もぞもぞ動いたり、顔をごしごしと手で拭っていると


「どーしたー?」


と隣から間延びした声で話しかけられる。


「いや、どうもしないよ。うん、どうもしてない」


「いやー、今日のあるあるなんか変だぞー」


「いや、変じゃないよ?うん、変じゃない」


(まっずーい!これじゃ「曲がり角ぶつかり男」じゃなくて、

 授業中に女子をちらちら見ている変態と思われてしまうかもしれない!)


「まー、なんか悩んでるなら言えよー?」


「う、うん。ありがとう。」


と、午前中にそんなやり取りもあったが何もせずとも時は流れるもので

いつの間にやら放課後になる。

ヒソヒソと噂話をされてるような感じもないし、

どうやら「曲がり角ぶつかり男」とは呼ばれていないみたいだ。よかった。


今日一日見ていて思ったのだが、梨園さんはとても物静かな人である。

授業中は真面目にノートを取り、休み時間は次の授業の準備と予習・復習をして過ごす。

昼は、僕は学食に行くので詳しくはわからないが、教室で静かにお弁当を食べているみたいだ。

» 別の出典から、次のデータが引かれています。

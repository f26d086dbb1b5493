// SPDX-License-Identifier: Apache-2.0
// Copyright 2025 itsakeyfut
//
// Licensed under the Apache License, Version 2.0 (the "License");
// you may not use this file except in compliance with the License.
// You may obtain a copy of the License at
//
//     http://www.apache.org/licenses/LICENSE-2.0
//
// Unless required by applicable law or agreed to in writing, software
// distributed under the License is distributed on an "AS IS" BASIS,
// WITHOUT WARRANTIES OR CONDITIONS OF ANY KIND, either express or implied.
// See the License for the specific language governing permissions and
// limitations under the License.

//! CPU test modules
//!
//! - `basic`: reset state, register files and thread context switching
//! - `cop0`: CP0 register masks and write side effects
//! - `mt`: VPE/TC control registers, Status/TCStatus aliasing and YIELD
//! - `tlb`: TLB instructions, address translation and shadow entries
//! - `exceptions`: exception entry, vectors and return instructions
//! - `count`: Count/Compare timer

use super::model::{MODEL_34KF, MODEL_MIPS64R2_GENERIC};
use super::*;
use crate::core::interrupt::{InterruptLines, SharedInterruptLines};
use crate::core::timing::VirtualClock;
use std::rc::Rc;


#[cfg(test)]
mod cop0;

#[cfg(test)]
mod count;




/// A CPU together with the clock and interrupt lines it is wired to
struct Rig {
    cpu: Cpu,
    clock: Rc<VirtualClock>,
    lines: SharedInterruptLines,
}

/// Build CPU `index` of a two-VPE machine with two TCs per VPE
fn rig(index: usize, model: &'static CpuModel) -> Rig {
    let clock = Rc::new(VirtualClock::new());
    let lines = InterruptLines::shared(2);
    let cpu = Cpu::new(index, model, 2, 2, clock.clone(), lines.clone(), 1).unwrap();
    Rig { cpu, clock, lines }
}

/// VPE 0 of a 34Kf
fn mt_cpu() -> Rig {
    rig(0, &MODEL_34KF)
}

/// A 64-bit CPU without the MT ASE
fn cpu64() -> Rig {
    rig(0, &MODEL_MIPS64R2_GENERIC)
}

/// Drop to user mode with EXL and ERL clear
fn enter_user_mode(cpu: &mut Cpu) {
    cpu.cp0_mut().status = 2 << status::KSU_SHIFT;
    cpu.compute_hflags();
}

放課後は部活動に入っていないのか、教室を出てそのまま帰るみたいだ。


僕は、いつもは誰かと話してたりどこかに寄ってから帰るのだが、

今日はそんな気になれずに直帰することにした。



◇ ◇ ◇ ◇


「なぜこんなことに・・・」


知らなかったのだが、どうやら僕と梨園さんは帰る方向が同じようだ。


梨園さんの方が学校を出るのが少し早かったため、

僕がその少し後ろを歩くという位置関係になってしまっている。

なんとも気まずい位置関係だ。

少し早歩きして追い越すのもなんだかなぁ‥と思ってしまい、

同じような速度でつかず離れずの距離を保っている。

しかし気まずい。

そう感じているのは僕だけかもしれないが、

怒らせてしまったかもしれない女子の後ろを歩くのはなんともツラい。


意を決して話しかけてみるか?

いや、いきなり話しかけるとか気持ち悪いだろう。

今朝はごめん。とか?

いや、なんて話しかけるかとか考えなくていいだろ。

梨園さんもこっちなんだ。とか?

なんだ?僕は話しかけたいのか?


そうか僕は話しかけたいのか。今朝からずっと気になっていたのはそれか。

しかし気の利いたことも言えない面白くもない僕がいきなり話しかけたとしてどうする。

「なんだこいつ?きもちわるっ」とか思われてしまうのではないだろうか。

あぁ、ダメだ。気にはなるのにやめる理由ばっかり探してしまう。

話しかけようとしてちょっとだけ前に出した手がガチョーンのような形で静止してしまう。